Get parent message (original) from the response created by Reply-All/Reply/Forward

S

Sanjay

Hi guys..
I have an Outlook plugin for Outlook 2003 SP2 + VS2005 + C#. The
plugin adds extended properties to each message. These properties need
to be inherited by the responses/forwards and so how do I get the
original message from the Response?

I am using the outlook wrapper and the IOleWindow interface to store
instances of open inspectors. But the IOleWindow interface does not
return a window handle when outlook is configured to use word as the
email editor. Because of this I cannot use the Item_Forward event to
save the inhereted property to the response.

There has got to be a way to determine the parent message from the
response. Please help.

Sanjay
 
K

Ken Slovak - [MVP - Outlook]

When WordMail is running the window is an instance of "OpusApp" and the
actual Outlook message is a subwindow under that. It's exact name depends on
the Outlook version. MSWord.exe is being subclassed as an editor in that
case.

You can always get ConversationTopic and ConversationIndex from the response
message. ConversationTopic would remain the same as the original message and
ConversationIndex would be longer from the new Windows time struct appended
to the previous ConversationIndex. That would allow you to find the original
message. If you store the original's parent folder you know where to look.
 
S

Sanjay

Thanks for the quick reply Ken.

IOleWindow seems to work in OL2007 even though it is supposed to be
using word as email editor. I guess it must be implemented differently
from OL2003.

Is there a quick lookup I can do using the conversation index or do I
have to iterate through the contents of the folder to get to the
original message?

When WordMail is running the window is an instance of "OpusApp" and the
actual Outlook message is a subwindow under that. It's exact name depends on
the Outlook version. MSWord.exe is being subclassed as an editor in that
case.

You can always get ConversationTopic and ConversationIndex from the response
message. ConversationTopic would remain the same as the original message and
ConversationIndex would be longer from the new Windows time struct appended
to the previous ConversationIndex. That would allow you to find the original
message. If you store the original's parent folder you know where to look.

--
Ken Slovak
[MVP - Outlook]http://www.slovaktech.com
Author: Absolute Beginner's Guide to Microsoft Office Outlook 2003
Reminder Manager, Extended Reminders, Attachment Optionshttp://www.slovaktech.com/products.htm



Hi guys..
I have an Outlook plugin for Outlook 2003 SP2 + VS2005 + C#. The
plugin adds extended properties to each message. These properties need
to be inherited by the responses/forwards and so how do I get the
original message from the Response?
I am using the outlook wrapper and the IOleWindow interface to store
instances of open inspectors. But the IOleWindow interface does not
return a window handle when outlook is configured to use word as the
email editor. Because of this I cannot use the Item_Forward event to
save the inhereted property to the response.
There has got to be a way to determine the parent message from the
response. Please help.
Sanjay- Hide quoted text -- Show quoted text -
 
K

Ken Slovak - [MVP - Outlook]

Outlook 2007 uses a Word.dll and not a subclassing of MSWord.exe, it's
entirely owned by Outlook and not an instance of a Word window, even though
you use Word code to access things inside WordEditor (the Document object).

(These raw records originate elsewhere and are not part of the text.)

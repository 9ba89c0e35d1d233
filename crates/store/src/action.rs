//! Typed mutation actions and the collections they touch.

use lenscraft_core::auth::SessionUser;
use lenscraft_core::billing::{Coupon, Invoice};
use lenscraft_core::catalog::{Pillar, ServiceItem};
use lenscraft_core::client::Client;
use lenscraft_core::log::action_names;
use lenscraft_core::pipeline::StageDirection;
use lenscraft_core::project::Project;
use lenscraft_core::quotation::Quotation;
use lenscraft_core::resources::{Asset, Freelancer};
use lenscraft_core::types::EntityId;

// ---------------------------------------------------------------------------
// Collection
// ---------------------------------------------------------------------------

/// Addressable snapshot collections. Each maps to one persistence key.
#[derive(Debug, Clone, Copy, PartialEq, Eq)]
pub enum Collection {
    Clients,
    Projects,
    Contractors,
    Assets,
    Invoices,
    Services,
    Quotations,
    Coupons,
    Logs,
    Session,
}

impl Collection {
    /// All collections, in snapshot-key order.
    pub const ALL: [Collection; 10] = [
        Collection::Clients,
        Collection::Projects,
        Collection::Contractors,
        Collection::Assets,
        Collection::Invoices,
        Collection::Services,
        Collection::Quotations,
        Collection::Coupons,
        Collection::Logs,
        Collection::Session,
    ];

    /// Snapshot key for this collection.
    pub fn key(self) -> &'static str {
        match self {
            Self::Clients => "lc_clients",
            Self::Projects => "lc_projects",
            Self::Contractors => "lc_contractors",
            Self::Assets => "lc_assets",
            Self::Invoices => "lc_invoices",
            Self::Services => "lc_services",
            Self::Quotations => "lc_quotations",
            Self::Coupons => "lc_coupons",
            Self::Logs => "lc_logs",
            Self::Session => "lc_auth",
        }
    }
}

// ---------------------------------------------------------------------------
// Action
// ---------------------------------------------------------------------------

/// Every mutation the dashboard can perform.
///
/// `Updated` variants carry the full replacement record (direct field
/// replacement, no patch semantics). Deletes address a single record;
/// nothing cascades.
#[derive(Debug, Clone)]
pub enum Action {
    ClientAdded(Client),
    ClientUpdated(Client),
    ClientDeleted { id: EntityId },

    ProjectAdded(Project),
    ProjectUpdated(Project),
    ProjectDeleted { id: EntityId },
    ProjectStageMoved { id: EntityId, direction: StageDirection },

    ContractorAdded(Freelancer),
    ContractorUpdated(Freelancer),
    ContractorRatingSet { id: EntityId, rating: f32 },
    ContractorDeleted { id: EntityId },

    AssetAdded(Asset),
    AssetUpdated(Asset),
    AssetStatusToggled { id: EntityId },
    AssetDeleted { id: EntityId },

    ServiceAdded(ServiceItem),
    ServiceUpdated(ServiceItem),
    ServiceDeleted { id: EntityId },
    ServiceCategoryDeleted { pillar: Pillar, category: String },

    QuotationSaved(Quotation),
    QuotationUpdated(Quotation),
    QuotationDeleted { id: EntityId },

    InvoiceAdded(Invoice),

    CouponAdded(Coupon),
    CouponDeleted { code: String },

    LoggedIn(SessionUser),
    LoggedOut,

    /// Admin reset: restore clients and projects to the bundled fixtures.
    SystemReset,
}

impl Action {
    /// Stable action name for logging and mutation hooks.
    pub fn kind(&self) -> &'static str {
        match self {
            Self::ClientAdded(_)
            | Self::ProjectAdded(_)
            | Self::ContractorAdded(_)
            | Self::AssetAdded(_)
            | Self::ServiceAdded(_)
            | Self::QuotationSaved(_)
            | Self::InvoiceAdded(_)
            | Self::CouponAdded(_) => action_names::ENTITY_CREATE,

            Self::ClientUpdated(_)
            | Self::ProjectUpdated(_)
            | Self::ContractorUpdated(_)
            | Self::ContractorRatingSet { .. }
            | Self::AssetUpdated(_)
            | Self::AssetStatusToggled { .. }
            | Self::ServiceUpdated(_)
            | Self::QuotationUpdated(_) => action_names::ENTITY_UPDATE,

            Self::ClientDeleted { .. }
            | Self::ProjectDeleted { .. }
            | Self::ContractorDeleted { .. }
            | Self::AssetDeleted { .. }
            | Self::ServiceDeleted { .. }
            | Self::ServiceCategoryDeleted { .. }
            | Self::QuotationDeleted { .. }
            | Self::CouponDeleted { .. } => action_names::ENTITY_DELETE,

            Self::ProjectStageMoved { .. } => action_names::STAGE_MOVE,
            Self::LoggedIn(_) => action_names::LOGIN,
            Self::LoggedOut => action_names::LOGOUT,
            Self::SystemReset => action_names::SYSTEM,
        }
    }
}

I forget offhand how long the struct is that's added to ConversationIndex
for each new message in a thread, I want to say 20 bytes but it's been a
while since I worked with that. But you can determine that empirically by
comparing the length of that property in one message and then the next in
the same thread. If you subtract that length from the new ConversationIndex
using a substring function that would give you the previous
ConversationIndex value.

Unfortunately you can't use ConversationIndex in a filter or restriction,
but you can use ConversationTopic in a filter or restriction to narrow the
list of possibilities down significantly.